Many people discuss HushMail these days, in light of the recent story. The data from the secure email service was leaked to the FBI, which used it to bust an illegal steroid ring.
Of course those people are all bad, and it’s good that they have been caught. But this brings back the old question about the security of HushMail and similar services.
Bruce Schneier wrote an essay about this back in 1999 (when HushMail first appeared), so these issues are pretty well known by now. This is straightforward that having your own client is better than trusting the “untrusted” provider to provide you the code.
So the obvious question is then, why bother? Why not use Yahoo/Gmail instead of HushMail? And why not use OpenID instead of SlashID? Those are trusted providers which have access to your sensitive data - but at least they are upfront about it. And they promise not to give your data to anyone.
This is a real question that I heard from quite a few security people while discussing SlashID, and it was posed as a serious objection to its usefulness. The argument went something like this: “If stealing user’s password is not “cryptographically hard”, then it’s essentially a “no-op”. If so, I’m just as good with OpenID as I am with SlashID or other assertion-based solution. Why bother developing the new scheme?”

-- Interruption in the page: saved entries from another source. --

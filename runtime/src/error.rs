//! error types.

use std::sync::Arc;

use rill_buffer::BufferError;
use rill_network::{NetworkError, QueryId};

use crate::plan::ExecutionStatus;

/// Failure code surfaced by a compiled pipeline stage.
#[derive(Debug, Clone, thiserror::Error)]
#[error("stage error {code}: {message}")]
pub struct StageError {
    pub code: u32,
    pub message: Arc<str>,
}

impl StageError {
    pub fn new(code: u32, message: impl Into<Arc<str>>) -> Self {
        StageError {
            code,
            message: message.into(),
        }
    }
}

impl From<BufferError> for StageError {
    fn from(err: BufferError) -> Self {
        StageError::new(1, err.to_string())
    }
}

/// Error surfaced by plan lifecycle operations and the engine.
#[derive(Debug, thiserror::Error)]
pub enum RuntimeError {
    #[error("query {0} is not registered in this engine")]
    UnknownQuery(QueryId),
    #[error("invalid lifecycle transition {from:?} -> {to:?}")]
    InvalidTransition {
        from: ExecutionStatus,
        to: ExecutionStatus,
    },
    #[error("query {query_id} failed: {error}")]
    QueryFailed { query_id: QueryId, error: StageError },
    #[error(transparent)]
    Buffer(#[from] BufferError),
    #[error(transparent)]
    Network(#[from] NetworkError),
    #[error("source failed: {0}")]
    Source(String),
    #[error("i/o error: {0}")]
    Io(#[from] std::io::Error),
}
//! Row oriented layout: field `i` of tuple `k` lives at
//! `k * row_stride + field_offset[i]`.

use std::sync::Arc;

use crate::buffer::TupleBuffer;
use crate::error::BufferError;
use crate::schema::Schema;

use super::{BoundLayout, FieldValue, RecordValue};

/// Offset table for row major access, derived once from a schema and
/// reusable across buffers.
#[derive(Debug, Clone)]
pub struct RowLayout {
    schema: Schema,
    field_offsets: Arc<[usize]>,
    row_stride: usize,
}

impl RowLayout {
    pub fn new(schema: Schema) -> Self {
        let mut offset = 0;
        let field_offsets = schema
            .fields()
            .iter()
            .map(|field| {
                let o = offset;
                offset += field.data_type().size_in_bytes();
                o
            })
            .collect::<Vec<_>>()
            .into();
        RowLayout {
            row_stride: schema.size_in_bytes(),
            schema,
            field_offsets,
        }
    }

    pub fn schema(&self) -> &Schema {
        &self.schema
    }

    #[inline]
    pub fn row_stride(&self) -> usize {
        self.row_stride
    }

    #[inline]
    pub fn field_offset(&self, field: usize) -> usize {
        self.field_offsets[field]
    }

    /// Couple the layout with one buffer. Fails with
    /// [`BufferError::SchemaSizeMismatch`] when not even a single row fits.
    pub fn bind(&self, buffer: TupleBuffer) -> Result<BoundRowLayout, BufferError> {
        let capacity = buffer.buffer_size() / self.row_stride;
        if capacity == 0 {
            return Err(BufferError::SchemaSizeMismatch {
                schema_bytes: self.row_stride,
                buffer_bytes: buffer.buffer_size(),
            });
        }
        Ok(BoundRowLayout {
            layout: self.clone(),
            buffer,
            capacity,
        })
    }
}

/// A row layout coupled to one buffer.
pub struct BoundRowLayout {
    layout: RowLayout,
    buffer: TupleBuffer,
    capacity: usize,
}

impl BoundRowLayout {
    pub fn layout(&self) -> &RowLayout {
        &self.layout
    }

    /// Hand the buffer back, typically for emission.
    pub fn into_buffer(self) -> TupleBuffer {
        self.buffer
    }

    fn check_field<T: FieldValue>(&self, field: usize) -> Result<(), BufferError> {
        let fields = self.layout.schema.fields();
        let Some(actual) = fields.get(field).map(|f| f.data_type()) else {
            return Err(BufferError::IndexOutOfBounds {
                index: field,
                count: fields.len(),
            });
        };
        if actual != T::DATA_TYPE {
            return Err(BufferError::FieldTypeMismatch {
                field,
                actual,
                requested: T::DATA_TYPE,
            });
        }
        Ok(())
    }

    #[inline]
    fn field_range(&self, row: usize, field: usize) -> core::ops::Range<usize> {
        let start = row * self.layout.row_stride + self.layout.field_offsets[field];
        let size = self.layout.schema.fields()[field].data_type().size_in_bytes();
        start..start + size
    }

    /// Typed read of one field, checked against the schema and the tuple
    /// count.
    pub fn read<T: FieldValue>(&self, row: usize, field: usize) -> Result<T, BufferError> {
        self.check_field::<T>(field)?;
        let count = self.tuple_count();
        if row >= count {
            return Err(BufferError::IndexOutOfBounds { index: row, count });
        }
        Ok(T::read_le(&self.buffer.as_slice()[self.field_range(row, field)]))
    }

    /// Typed write of one field at any row below capacity. Does not change
    /// the tuple count; producers publish it when the buffer is complete.
    pub fn write<T: FieldValue>(&mut self, row: usize, field: usize, value: T) -> Result<(), BufferError> {
        self.check_field::<T>(field)?;
        if row >= self.capacity {
            return Err(BufferError::IndexOutOfBounds {
                index: row,
                count: self.capacity,
            });
        }
        let range = self.field_range(row, field);
        value.write_le(&mut self.buffer.as_mut_slice()[range]);
        Ok(())
    }

    /// Dynamically typed read of one field.
    pub fn read_value(&self, row: usize, field: usize) -> Result<RecordValue, BufferError> {
        let count = self.tuple_count();
        if row >= count {
            return Err(BufferError::IndexOutOfBounds { index: row, count });
        }
        let fields = self.layout.schema.fields();
        let Some(data_type) = fields.get(field).map(|f| f.data_type()) else {
            return Err(BufferError::IndexOutOfBounds {
                index: field,
                count: fields.len(),
            });
        };
        Ok(RecordValue::read_le(
            data_type,
            &self.buffer.as_slice()[self.field_range(row, field)],
        ))
    }

    /// Dynamically typed write of one field at any row below capacity.
    pub fn write_value(
        &mut self,
        row: usize,
        field: usize,
        value: RecordValue,
    ) -> Result<(), BufferError> {
        if row >= self.capacity {
            return Err(BufferError::IndexOutOfBounds {
                index: row,
                count: self.capacity,
            });
        }
        let fields = self.layout.schema.fields();
        let Some(data_type) = fields.get(field).map(|f| f.data_type()) else {
            return Err(BufferError::IndexOutOfBounds {
                index: field,
                count: fields.len(),
            });
        };
        if value.data_type() != data_type {
            return Err(BufferError::FieldTypeMismatch {
                field,
                actual: data_type,
                requested: value.data_type(),
            });
        }
        let range = self.field_range(row, field);
        value.write_le(&mut self.buffer.as_mut_slice()[range]);
        Ok(())
    }

    /// Append one row copied verbatim from another bound layout over the
    /// same schema. The fast path of filtering stages.
    pub fn append_row_from(
        &mut self,
        src: &BoundRowLayout,
        src_row: usize,
    ) -> Result<(), BufferError> {
        if self.layout.schema != src.layout.schema {
            return Err(BufferError::RecordMismatch("source schema differs"));
        }
        let src_count = src.tuple_count();
        if src_row >= src_count {
            return Err(BufferError::IndexOutOfBounds {
                index: src_row,
                count: src_count,
            });
        }
        let row = self.tuple_count();
        if row >= self.capacity {
            return Err(BufferError::BufferFull {
                capacity: self.capacity,
            });
        }
        let stride = self.layout.row_stride;
        self.buffer.as_mut_slice()[row * stride..(row + 1) * stride]
            .copy_from_slice(&src.buffer.as_slice()[src_row * stride..(src_row + 1) * stride]);
        self.buffer.set_number_of_tuples(row as u64 + 1);
        Ok(())
    }

    /// Unchecked typed read for hot paths.
    ///
    /// # Safety
    /// `row` must be below the tuple count and the schema field at `field`
    /// must be of type `T`.
    pub unsafe fn read_unchecked<T: FieldValue>(&self, row: usize, field: usize) -> T {
        debug_assert!(row < self.tuple_count());
        let range = self.field_range(row, field);
        // SAFETY: range is in bounds per the caller contract.
        T::read_le(unsafe { self.buffer.as_slice().get_unchecked(range) })
    }

    /// Unchecked typed write for hot paths.
    ///
    /// # Safety
    /// `row` must be below capacity and the schema field at `field` must be
    /// of type `T`.
    pub unsafe fn write_unchecked<T: FieldValue>(&mut self, row: usize, field: usize, value: T) {
        debug_assert!(row < self.capacity);
        let range = self.field_range(row, field);
        // SAFETY: range is in bounds per the caller contract.
        value.write_le(unsafe { self.buffer.as_mut_slice().get_unchecked_mut(range) });
    }
}

impl BoundLayout for BoundRowLayout {
    #[inline]
    fn capacity(&self) -> usize {
        self.capacity
    }

    #[inline]
    fn tuple_count(&self) -> usize {
        self.buffer.number_of_tuples() as usize
    }

    fn push_record(&mut self, values: &[RecordValue]) -> Result<(), BufferError> {
        let fields = self.layout.schema.fields();
        if values.len() != fields.len() {
            return Err(BufferError::RecordMismatch("field count differs from schema"));
        }
        let row = self.tuple_count();
        if row >= self.capacity {
            return Err(BufferError::BufferFull {
                capacity: self.capacity,
            });
        }
        for (field, value) in values.iter().enumerate() {
            if value.data_type() != fields[field].data_type() {
                return Err(BufferError::FieldTypeMismatch {
                    field,
                    actual: fields[field].data_type(),
                    requested: value.data_type(),
                });
            }
        }
        for (field, value) in values.iter().enumerate() {
            let range = self.field_range(row, field);
            value.write_le(&mut self.buffer.as_mut_slice()[range]);
        }
        self.buffer.set_number_of_tuples(row as u64 + 1);
        Ok(())
    }

    fn read_record(&self, row: usize) -> Result<Vec<RecordValue>, BufferError> {
        let count = self.tuple_count();
        if row >= count {
            return Err(BufferError::IndexOutOfBounds { index: row, count });
        }
        Ok(self
            .layout
            .schema
            .fields()
            .iter()
            .enumerate()
            .map(|(field, f)| {
                RecordValue::read_le(f.data_type(), &self.buffer.as_slice()[self.field_range(row, field)])
            })
            .collect())
    }

    fn buffer(&self) -> &TupleBuffer {
        &self.buffer
    }
}

#[cfg(test)]
mod test {
    use crate::manager::BufferManager;
    use crate::schema::DataType;

    use super::*;

    fn test_schema() -> Schema {
        Schema::builder()
            .field("id", DataType::Int64)
            .field("flag", DataType::Bool)
            .field("value", DataType::Float64)
            .build()
    }

    #[test]
    fn push_and_read_roundtrip() {
        let manager = BufferManager::new(256, 1);
        let layout = RowLayout::new(test_schema());
        let mut bound = layout.bind(manager.get_buffer_blocking()).unwrap();

        for i in 0..5i64 {
            bound
                .push_record(&[i.into(), (i % 2 == 0).into(), (i as f64 * 0.5).into()])
                .unwrap();
        }
        assert_eq!(bound.tuple_count(), 5);
        for i in 0..5i64 {
            let record = bound.read_record(i as usize).unwrap();
            assert_eq!(record[0], RecordValue::Int64(i));
            assert_eq!(record[1], RecordValue::Bool(i % 2 == 0));
            assert_eq!(record[2], RecordValue::Float64(i as f64 * 0.5));
        }
    }

    #[test]
    fn typed_field_access() {
        let manager = BufferManager::new(256, 1);
        let layout = RowLayout::new(test_schema());
        let mut bound = layout.bind(manager.get_buffer_blocking()).unwrap();
        bound.write(0, 0, 41i64).unwrap();
        bound.write(0, 2, 2.5f64).unwrap();
        bound.buffer().set_number_of_tuples(1);

        assert_eq!(bound.read::<i64>(0, 0).unwrap(), 41);
        assert_eq!(bound.read::<f64>(0, 2).unwrap(), 2.5);
        assert!(matches!(
            bound.read::<i32>(0, 0),
            Err(BufferError::FieldTypeMismatch { .. })
        ));
    }

    #[test]
    fn full_buffer_rejects_push_and_keeps_count() {
        let manager = BufferManager::new(64, 1);
        let schema = Schema::builder().field("v", DataType::UInt64).build();
        let layout = RowLayout::new(schema);
        let mut bound = layout.bind(manager.get_buffer_blocking()).unwrap();
        for i in 0..bound.capacity() as u64 {
            bound.push_record(&[i.into()]).unwrap();
        }
        let err = bound.push_record(&[99u64.into()]).unwrap_err();
        assert!(matches!(err, BufferError::BufferFull { .. }));
        assert_eq!(bound.tuple_count(), bound.capacity());
    }

    #[test]
    fn read_past_count_is_out_of_bounds() {
        let manager = BufferManager::new(256, 1);
        let layout = RowLayout::new(test_schema());
        let mut bound = layout.bind(manager.get_buffer_blocking()).unwrap();
        bound.push_record(&[1i64.into(), true.into(), 0.0f64.into()]).unwrap();
        assert!(matches!(
            bound.read_record(1),
            Err(BufferError::IndexOutOfBounds { index: 1, count: 1 })
        ));
        assert!(matches!(
            bound.read::<i64>(3, 0),
            Err(BufferError::IndexOutOfBounds { index: 3, count: 1 })
        ));
    }

    #[test]
    fn bind_rejects_oversized_schema() {
        let manager = BufferManager::new(64, 1);
        let mut builder = Schema::builder();
        for i in 0..9 {
            builder = builder.field(format!("f{i}"), DataType::UInt64);
        }
        let layout = RowLayout::new(builder.build());
        assert!(matches!(
            layout.bind(manager.get_buffer_blocking()),
            Err(BufferError::SchemaSizeMismatch { .. })
        ));
    }
}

To answer that, we first need to agree that generally, an untrusted service (hypothetical one - even if SlashID doesn’t qualify) is better than a trusted one - in fact, much better. This is simply because an untrusted service can’t harm me even if they want to, whereas a trusted one promises not to harm me, even though they could. I would always prefer lack of ability over a promise, because promises can be broken, while abilities cannot magically appear. I think this point is also well-understood today.
Now, let’s see what it takes to make SlashID untrusted “again”. Very simple - write a browser plugin that does whatever SlashID does, release it under GPL and make it downloadable from somewhere else - not from our website. That’s it - we’re untrusted again. And this time it’s “for real” - no “no-ops” or other tricks. If FBI shows up and wants us to disclose some data, guess what, we’d love to help, but we have no control whatsoever besides shutting down these accounts (which by the way will not help much, since we are not a SPOF - but that’s a topic for a different post…). No changes to the protocol and no code changes on the Relying Party or the Identity Provider are required.
In other words, in SlashID case, there is a certain amount of trust embedded in the particular implementation of the technology, but not in the technology itself. So in essence, even if SlashID does not eliminate trust completely, it puts it into such form that it can be easily removed in the (hopefully, near) future.
To me, it’s a big deal - in fact not less important than to actually eliminate the trust. Think about how you handle garbage at home - most of your time and effort is spent to collect it in one place so it can be conveniently taken out in one simple operation later on. This is what we want to do to trust - to eliminate it eventually, but we have to do it one step at a time.